In a landmark college football defining move, the USC Trojans and the UCLA Bruins have signed their national letter of intent to join the Big Ten’s 2024 class. A move that was both unexpected and unsurprising in the same instance has shaken college football to its core.
If you woke up on Thursday expecting this move, then you are either a university president at one of these 16 schools, or you should pay the lottery because you can see the future. This move was made in silence, with back-room conversations, secret Zoom meetings, and confidential feasibility studies. In one swift motion, the Big Ten has ended the Alliance, potentially ended the Pac-12, and set off another round of realignment. The impact of this decision will touch every corner of college football for years to come.
We may never know if this move was a reaction to the 2022 stunner of the Texas Longhorns and Oklahoma Sooners moving to the SEC. If you ask Ohio State Athletic Director Gene Smith, and they did, he will tell you, “Our marketing and media rights opportunities along with the relationship with two institutions that fit us were too good to pass up.”
He’s not entirely wrong.
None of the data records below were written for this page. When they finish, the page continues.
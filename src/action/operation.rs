// Copyright 2025 Lablup Inc. and Jeongkyu Shin
//
// Licensed under the Apache License, Version 2.0 (the "License");
// you may not use this file except in compliance with the License.
// You may obtain a copy of the License at
//
//     http://www.apache.org/licenses/LICENSE-2.0
//
// Unless required by applicable law or agreed to in writing, software
// distributed under the License is distributed on an "AS IS" BASIS,
// WITHOUT WARRANTIES OR CONDITIONS OF ANY KIND, either express or implied.
// See the License for the specific language governing permissions and
// limitations under the License.

//! Operations and the argument vectors they expand to.

use std::path::{Path, PathBuf};

use super::ActionConfig;

const SSH: &str = "ssh";
const SCP: &str = "scp";
const HOST: &str = "host";
const NC: &str = "nc";

const REMOTE_DU: &str = "/usr/bin/du";
const REMOTE_TOP: &str = "/usr/bin/top";
const REMOTE_UPTIME: &str = "/usr/bin/uptime";
const REMOTE_VMSTAT: &str = "/usr/bin/vmstat";

/// Read-only queries that need no user-supplied command.
#[derive(Debug, Clone, PartialEq, Eq)]
pub enum Diagnostic {
    /// `host -tcname`
    Cname,
    /// Hardware inventory via dmidecode and ifconfig over ssh
    Dmidecode,
    /// Top 20 disk consumers under a remote path
    DiskUsage(String),
    /// `host`
    Ns,
    Nmap,
    /// TCP reachability of the ssh port with `nc -w1`
    Netcat,
    /// `host -tmx`
    Mx,
    Ping,
    /// `host -tsoa`
    Soa,
    Top,
    Traceroute,
    /// ICMP traceroute, needs sudo
    TracerouteIcmp,
    Uname,
    Uptime,
    Vmstat,
}

/// What to do with every target.
#[derive(Debug, Clone, PartialEq, Eq)]
pub enum Operation {
    /// Run a command remotely over ssh.
    Exec { command: String },
    /// Copy a local path to every target.
    Upload {
        source: String,
        destination: String,
        recursive: bool,
    },
    /// Copy a remote path from every target.
    ///
    /// With `per_host_dirs`, each target downloads into its own
    /// subdirectory of `destination` so files do not overwrite each other.
    Download {
        source: String,
        destination: PathBuf,
        recursive: bool,
        per_host_dirs: bool,
    },
    Diagnostic(Diagnostic),
    /// Run a local program with the target appended as its last argument.
    LocalCommand { command: String },
}

/// A concrete program and argument vector for one target.
#[derive(Debug, Clone, PartialEq, Eq)]
pub struct Invocation {
    pub program: String,
    pub args: Vec<String>,
}

impl Invocation {
    fn new<I, S>(program: impl Into<String>, args: I) -> Self
    where
        I: IntoIterator<Item = S>,
        S: Into<String>,
    {
        Self {
            program: program.into(),
            args: args.into_iter().map(Into::into).collect(),
        }
    }

    pub fn to_command(&self) -> tokio::process::Command {
        let mut command = tokio::process::Command::new(&self.program);
        command.args(&self.args);
        command
    }
}

impl Operation {
    /// Short name used in log lines.
    pub fn name(&self) -> &'static str {
        match self {
            Operation::Exec { .. } => "exec",
            Operation::Upload { .. } => "upload",
            Operation::Download { .. } => "download",
            Operation::LocalCommand { .. } => "local",
            Operation::Diagnostic(diagnostic) => match diagnostic {
                Diagnostic::Cname => "cname",
                Diagnostic::Dmidecode => "dmidecode",
                Diagnostic::DiskUsage(_) => "du",
                Diagnostic::Ns => "ns",
                Diagnostic::Nmap => "nmap",
                Diagnostic::Netcat => "nc",
                Diagnostic::Mx => "mx",
                Diagnostic::Ping => "ping",
                Diagnostic::Soa => "soa",
                Diagnostic::Top => "top",
                Diagnostic::Traceroute => "traceroute",
                Diagnostic::TracerouteIcmp => "traceroute-icmp",
                Diagnostic::Uname => "uname",
                Diagnostic::Uptime => "uptime",
                Diagnostic::Vmstat => "vmstat",
            },
        }
    }

    /// Build the invocation for `host`.
    ///
    /// `local_dir` overrides the download destination; it is how per-host
    /// download directories are threaded through.
    pub fn invocation(
        &self,
        config: &ActionConfig,
        host: &str,
        local_dir: Option<&Path>,
    ) -> Invocation {
        match self {
            Operation::Exec { command } => {
                let flags = if config.tty { "tti" } else { "i" };
                ssh(config, flags, host, command)
            }
            Operation::Upload {
                source,
                destination,
                recursive,
            } => {
                let remote = format!("{}:{destination}", remote_host(config, host));
                scp(config, *recursive, source, &remote)
            }
            Operation::Download {
                source,
                destination,
                recursive,
                ..
            } => {
                let remote = format!("{}:{source}", remote_host(config, host));
                let local = local_dir.unwrap_or(destination.as_path());
                scp(config, *recursive, &remote, &local.to_string_lossy())
            }
            Operation::LocalCommand { command } => {
                let mut parts = command.split_whitespace();
                let program = parts.next().unwrap_or_default();
                let args = parts.chain(std::iter::once(host));
                Invocation::new(program, args)
            }
            Operation::Diagnostic(diagnostic) => diagnostic_invocation(diagnostic, config, host),
        }
    }
}

fn diagnostic_invocation(diagnostic: &Diagnostic, config: &ActionConfig, host: &str) -> Invocation {
    match diagnostic {
        Diagnostic::Cname => Invocation::new(HOST, ["-tcname", host]),
        Diagnostic::Mx => Invocation::new(HOST, ["-tmx", host]),
        Diagnostic::Soa => Invocation::new(HOST, ["-tsoa", host]),
        Diagnostic::Ns => Invocation::new(HOST, [host]),
        Diagnostic::Nmap => Invocation::new("nmap", [host]),
        Diagnostic::Netcat => Invocation::new(
            NC,
            ["-w1".to_string(), host.to_string(), config.port.to_string()],
        ),
        Diagnostic::Traceroute => Invocation::new("traceroute", [host]),
        Diagnostic::TracerouteIcmp => Invocation::new("sudo", ["traceroute", "-I", host]),
        Diagnostic::Ping => {
            let wait = if cfg!(target_os = "linux") { "3" } else { "3000" };
            let script = format!("ping -nc1 -s16 -W{wait} {host} |grep from");
            Invocation::new("/bin/sh", ["-c".to_string(), script])
        }
        Diagnostic::Dmidecode => {
            let script = "hostname \
                ; sudo dmidecode -s system-product-name \
                ; sudo dmidecode -s system-serial-number \
                ; /sbin/ifconfig";
            ssh(config, "tti", host, script)
        }
        Diagnostic::DiskUsage(path) => {
            let script = format!("sudo {REMOTE_DU} -amx {path} |sort -rn |head -20");
            ssh(config, "tti", host, &script)
        }
        Diagnostic::Top => {
            let script =
                format!("{REMOTE_TOP} -cbn1 |grep -v '\\[' |grep -v {REMOTE_TOP} |head -20");
            ssh(config, "i", host, &script)
        }
        Diagnostic::Uname => {
            let script = "if [ `uname -s` == Linux ]; then uname -a; \
                          cat /etc/redhat-release; else uname -a; fi";
            ssh(config, "i", host, script)
        }
        Diagnostic::Uptime => ssh(config, "i", host, REMOTE_UPTIME),
        Diagnostic::Vmstat => ssh(config, "i", host, &format!("{REMOTE_VMSTAT} -SM")),
    }
}

/// `-`, `-v`, `-vv` or `-vvv`, ready to have single-letter flags appended.
fn verbosity_prefix(verbosity: u8) -> &'static str {
    match verbosity {
        0 => "-",
        1 => "-v",
        2 => "-vv",
        _ => "-vvv",
    }
}

fn common_options(config: &ActionConfig) -> [String; 3] {
    [
        "-oBatchMode=yes".to_string(),
        "-oStrictHostKeyChecking=no".to_string(),
        format!("-oConnectTimeout={}", config.connect_timeout),
    ]
}

/// `[login@]host` as scp expects it; ssh takes the login through `-l`.
fn remote_host(config: &ActionConfig, host: &str) -> String {
    match &config.login {
        Some(login) => format!("{login}@{host}"),
        None => host.to_string(),
    }
}

fn ssh(config: &ActionConfig, flags: &str, host: &str, remote_command: &str) -> Invocation {
    let mut args = vec![
        format!("{}{flags}", verbosity_prefix(config.verbosity)),
        config.identity.to_string_lossy().into_owned(),
    ];
    if let Some(login) = &config.login {
        args.push("-l".to_string());
        args.push(login.clone());
    }
    args.push("-p".to_string());
    args.push(config.port.to_string());
    args.extend(common_options(config));
    args.push(host.to_string());
    args.push(remote_command.to_string());
    Invocation::new(SSH, args)
}

fn scp(config: &ActionConfig, recursive: bool, from: &str, to: &str) -> Invocation {
    let prefix = verbosity_prefix(config.verbosity);
    let mut args = if recursive {
        vec![format!("{prefix}r"), "-i".to_string()]
    } else {
        vec![format!("{prefix}i")]
    };
    args.push(config.identity.to_string_lossy().into_owned());
    args.push("-P".to_string());
    args.push(config.port.to_string());
    args.extend(common_options(config));
    args.push(from.to_string());
    args.push(to.to_string());
    Invocation::new(SCP, args)
}

#[cfg(test)]
mod tests {
    use super::*;

    fn config() -> ActionConfig {
        ActionConfig {
            identity: PathBuf::from("/keys/id_rsa"),
            login: None,
            port: 22,
            connect_timeout: 4,
            verbosity: 0,
            tty: false,
        }
    }

    #[test]
    fn test_exec_invocation() {
        let op = Operation::Exec {
            command: "uptime".to_string(),
        };
        let inv = op.invocation(&config(), "web1", None);
        assert_eq!(inv.program, "ssh");
        assert_eq!(
            inv.args,
            vec![
                "-i",
                "/keys/id_rsa",
                "-p",
                "22",
                "-oBatchMode=yes",
                "-oStrictHostKeyChecking=no",
                "-oConnectTimeout=4",
                "web1",
                "uptime"
            ]
        );
    }

    #[test]
    fn test_exec_with_login_tty_and_verbosity() {
        let config = ActionConfig {
            login: Some("admin".to_string()),
            tty: true,
            verbosity: 2,
            port: 2222,
            ..config()
        };
        let op = Operation::Exec {
            command: "id".to_string(),
        };
        let inv = op.invocation(&config, "web1", None);
        assert_eq!(&inv.args[..6], &["-vvtti", "/keys/id_rsa", "-l", "admin", "-p", "2222"]);
        assert_eq!(inv.args.last().map(String::as_str), Some("id"));
    }

    #[test]
    fn test_upload_uses_login_prefix() {
        let config = ActionConfig {
            login: Some("deploy".to_string()),
            ..config()
        };
        let op = Operation::Upload {
            source: "app.tar.gz".to_string(),
            destination: "/tmp".to_string(),
            recursive: false,
        };
        let inv = op.invocation(&config, "web1", None);
        assert_eq!(inv.program, "scp");
        assert_eq!(inv.args[0], "-i");
        assert_eq!(inv.args[1], "/keys/id_rsa");
        assert_eq!(&inv.args[2..4], &["-P", "22"]);
        assert_eq!(
            &inv.args[inv.args.len() - 2..],
            &["app.tar.gz", "deploy@web1:/tmp"]
        );
    }

    #[test]
    fn test_recursive_download_to_host_dir() {
        let op = Operation::Download {
            source: "/var/log".to_string(),
            destination: PathBuf::from("logs"),
            recursive: true,
            per_host_dirs: true,
        };
        let inv = op.invocation(&config(), "web1", Some(Path::new("logs/web1")));
        assert_eq!(&inv.args[..3], &["-r", "-i", "/keys/id_rsa"]);
        assert_eq!(&inv.args[inv.args.len() - 2..], &["web1:/var/log", "logs/web1"]);

        let inv = op.invocation(&config(), "web1", None);
        assert_eq!(inv.args.last().map(String::as_str), Some("logs"));
    }

    #[test]
    fn test_local_command_appends_target() {
        let op = Operation::LocalCommand {
            command: "dig  +short".to_string(),
        };
        let inv = op.invocation(&config(), "example.com", None);
        assert_eq!(inv.program, "dig");
        assert_eq!(inv.args, vec!["+short", "example.com"]);
    }

    #[test]
    fn test_diagnostics() {
        let inv = Operation::Diagnostic(Diagnostic::Mx).invocation(&config(), "example.com", None);
        assert_eq!(inv.program, "host");
        assert_eq!(inv.args, vec!["-tmx", "example.com"]);

        let inv = Operation::Diagnostic(Diagnostic::Netcat).invocation(&config(), "web1", None);
        assert_eq!(inv.args, vec!["-w1", "web1", "22"]);

        let inv = Operation::Diagnostic(Diagnostic::Ping).invocation(&config(), "web1", None);
        assert_eq!(inv.program, "/bin/sh");
        assert!(inv.args[1].starts_with("ping -nc1 -s16 -W3"));
        assert!(inv.args[1].ends_with("web1 |grep from"));

        let inv = Operation::Diagnostic(Diagnostic::DiskUsage("/var".to_string()))
            .invocation(&config(), "web1", None);
        assert_eq!(inv.args[0], "-tti");
        assert_eq!(
            inv.args.last().map(String::as_str),
            Some("sudo /usr/bin/du -amx /var |sort -rn |head -20")
        );

        let inv = Operation::Diagnostic(Diagnostic::Uptime).invocation(&config(), "web1", None);
        assert_eq!(inv.args[0], "-i");
        assert_eq!(inv.args.last().map(String::as_str), Some("/usr/bin/uptime"));
    }

    #[test]
    fn test_operation_names() {
        assert_eq!(
            Operation::Diagnostic(Diagnostic::TracerouteIcmp).name(),
            "traceroute-icmp"
        );
        assert_eq!(
            Operation::Exec {
                command: String::new()
            }
            .name(),
            "exec"
        );
    }
}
The Big Ten would be a laughingstock if they turned down USC and UCLA. Adding them in 2024 at the beginning of their new media deal alone is reason enough, as now the Big Ten stretches from coast to coast and lays claim to five of the top seven TV markets — including the top three in New York, Chicago, and Los Angeles.
Whether they were playing catch up to the SEC or not, this move continues to keep the Big Ten in a class of its own. Off the field, the Big Ten is easily the biggest conference. It has the most blue bloods, the best TV markets, rabid fan bases, schools in major cities — not just college towns — and the most lucrative TV contract. This move only furthers that for the conference, but it also may help the Big Ten catch up in the one place it has fallen behind: National Championships.
The Big Ten hasn’t won a football national championship since 2014, when the Ohio State Buckeyes won. They haven’t won a basketball national championship since 2000, when Michigan State brought home the title. In one colossal move, the conference has added another contender in football with USC and will soon join the SEC in calling for a 12-team playoff with as many at-large bids as possible to increase their chances of bringing home the trophy. The same can be said in basketball with UCLA.
This move not only makes the conference better, but should light a spark under some programs who have settled for mediocre coaches, mediocre facilities, and overall just non-serious athletic departments. This move signifies the future of the Big Ten, including the removal of divisions. No longer can you you hide behind winning the weaker West division every few years. No more can you accept being the fourth-best team out of seven, as that can quick turn into the 10th best team out of 16, which has an entirely different ring to it.
The reverberations of this move are not quantifiable right now, but no one is safe — not even the coaches who signed 10-year contracts. Buyouts don’t matter when your school is bringing in over a $100 million dollars annually.